Drs. MagTaggart and Longo describe the operation as an exercise in teamwork.
"While Jason is working on one side to bring the graft up, I can work simultaneously on the arteries that supply the gut," Dr. Longo explains. "That's the trickiest part; making sure we have everything aligned."
There are several pieces to the fenestrated graft: the main graft that goes inside the bulging aorta, and the side branches that will line the kidney arteries and connect to the main graft. Each graft is custom-made for the patient's specific anatomy.
"Essentially, we put them together on the inside," Dr. MacTaggart says. "It's similar to an erector set we played with as kids."
Using X-rays, the surgeons carefully guide the grafts into place.

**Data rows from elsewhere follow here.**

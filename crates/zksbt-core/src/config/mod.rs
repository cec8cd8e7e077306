mod authority;
mod constants;
mod ledger;
mod logging;
mod prover;
mod settings;
mod types;

pub use authority::AuthorityConfig;
pub use constants::*;
pub use ledger::LedgerConfig;
pub use logging::LoggingConfig;
pub use prover::ProverConfig;
pub use settings::{RedactedConfig, ZksbtConfig};
pub use types::LogLevel;

#[cfg(test)]
mod tests {
    use super::*;
    use std::collections::HashMap;
    use std::path::PathBuf;

    fn temp_path(name: &str) -> PathBuf {
        std::env::temp_dir()
            .join(format!("zksbt-config-{}-{}", std::process::id(), name))
            .join("zksbt.toml")
    }

    #[test]
    fn test_default_config_validation() {
        let config = ZksbtConfig::default();
        assert!(config.validate().is_ok());
        assert_eq!(config.ledger.tree_depth, DEFAULT_TREE_DEPTH);
        assert_eq!(config.ledger.chain_id, DEFAULT_CHAIN_ID);
    }

    #[test]
    fn test_invalid_depth() {
        let mut config = ZksbtConfig::default();
        config.ledger.tree_depth = 0;
        assert!(config.validate().is_err());
        config.ledger.tree_depth = 33;
        assert!(config.validate().is_err());
    }

    #[test]
    fn test_invalid_rpc_url() {
        let mut config = ZksbtConfig::default();
        config.ledger.rpc_url = "127.0.0.1:8545".into();
        assert!(config.validate().is_err());
    }

    #[test]
    fn test_invalid_contract_address() {
        let mut config = ZksbtConfig::default();
        config.ledger.contract_address = Some("0x1234".into());
        assert!(config.validate().is_err());

        config.ledger.contract_address = Some(format!("0x{}", "ab".repeat(20)));
        assert!(config.validate().is_ok());
    }

    #[test]
    fn test_overrides() {
        let vars: HashMap<&str, &str> = [
            ("ZKSBT_RPC_URL", "https://rpc.example.org"),
            ("ZKSBT_CHAIN_ID", "56"),
            ("ZKSBT_TREE_DEPTH", "20"),
            ("ZKSBT_LOG_LEVEL", "DEBUG"),
            ("ZKSBT_LOG_JSON", "1"),
        ]
        .into_iter()
        .collect();

        let mut config = ZksbtConfig::default();
        config.apply_overrides(|name| vars.get(name).map(|v| v.to_string()));

        assert_eq!(config.ledger.rpc_url, "https://rpc.example.org");
        assert_eq!(config.ledger.chain_id, 56);
        assert_eq!(config.ledger.tree_depth, 20);
        assert_eq!(config.logging.level, LogLevel::Debug);
        assert!(config.logging.json);
    }

    #[test]
    fn test_invalid_override_is_ignored() {
        let mut config = ZksbtConfig::default();
        config.apply_overrides(|name| (name == "ZKSBT_CHAIN_ID").then(|| "mainnet".to_string()));
        assert_eq!(config.ledger.chain_id, DEFAULT_CHAIN_ID);
    }

    #[test]
    fn test_circuit_dir_override() {
        let mut config = ZksbtConfig::default();
        config.apply_overrides(|name| (name == "ZKSBT_CIRCUIT_DIR").then(|| "/opt/pomp".to_string()));
        let artifact = config.prover.artifact();
        assert_eq!(artifact.wasm_path, PathBuf::from("/opt/pomp/semaphore.wasm"));
        assert_eq!(artifact.zkey_path, PathBuf::from("/opt/pomp/semaphore.zkey"));
        let identity = config.prover.identity_artifact();
        assert_eq!(identity.wasm_path, PathBuf::from("/opt/pomp/identity.wasm"));
        assert_eq!(
            config.prover.identity_verification_key_path,
            PathBuf::from("/opt/pomp/identity_verification_key.json")
        );
    }

    #[test]
    fn test_pending_limits_must_be_positive() {
        let mut config = ZksbtConfig::default();
        assert_eq!(config.authority.pending_ttl_secs, DEFAULT_PENDING_TTL_SECS);
        config.authority.max_pending_certificates = 0;
        assert!(config.validate().is_err());
    }

    #[test]
    fn test_redacted_config() {
        let config = ZksbtConfig::default();
        let redacted = format!("{}", config.redacted());
        assert!(redacted.contains("RPC:"));
        assert!(redacted.contains("Registry: not set"));
    }

    #[test]
    fn test_config_serialization() {
        let mut config = ZksbtConfig::default();
        config.ledger.deployment_block = 1234;
        let toml_str = toml::to_string_pretty(&config).expect("Failed to serialize");
        let parsed: ZksbtConfig = toml::from_str(&toml_str).expect("Failed to parse");
        assert_eq!(parsed.ledger.deployment_block, 1234);
        assert_eq!(parsed.logging.level, config.logging.level);
    }

    #[test]
    fn test_partial_file_keeps_defaults() {
        let parsed: ZksbtConfig = toml::from_str("[ledger]\nchain_id = 97\n").unwrap();
        assert_eq!(parsed.ledger.chain_id, 97);
        assert_eq!(parsed.ledger.rpc_url, DEFAULT_RPC_URL);
        assert_eq!(parsed.authority.max_allocation_retries, DEFAULT_MAX_RETRIES);
    }

    #[test]
    fn test_save_and_load() {
        let path = temp_path("save-load");
        let mut config = ZksbtConfig::default();
        config.ledger.event_page_size = 777;
        config.save(&path).unwrap();

        let raw = std::fs::read_to_string(&path).unwrap();
        let parsed: ZksbtConfig = toml::from_str(&raw).unwrap();
        assert_eq!(parsed.ledger.event_page_size, 777);

        let _ = std::fs::remove_dir_all(path.parent().unwrap());
    }

    #[test]
    fn test_load_rejects_malformed_file() {
        let path = temp_path("malformed");
        std::fs::create_dir_all(path.parent().unwrap()).unwrap();
        std::fs::write(&path, "[ledger\nchain_id = ").unwrap();
        assert!(ZksbtConfig::load(&path).is_err());
        let _ = std::fs::remove_dir_all(path.parent().unwrap());
    }
}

When all parts of the grafts are connected, they use dye in the blood stream to make sure the blood is flowing properly and that the aneurysm is sealed off.
The Nebraska Medical Center is the only hospital in the state providing this type of surgery.
"There are only a handful of places where you can have this done," Dr. Longo says.
"The advantage here is that you have five surgeons who are very involved with aortic and vascular surgery," says Dr. MacTaggart. "Ten eyes are better than two."
Both surgeons say Reynolds' surgery went very well. She recovered quickly and was back home a few days after her operation. A recent checkup showed her newly reinforced blood vessels are doing very well. And she has important advice for anyone.
"Don't put off getting a physical. I go every year. And this one saved my life."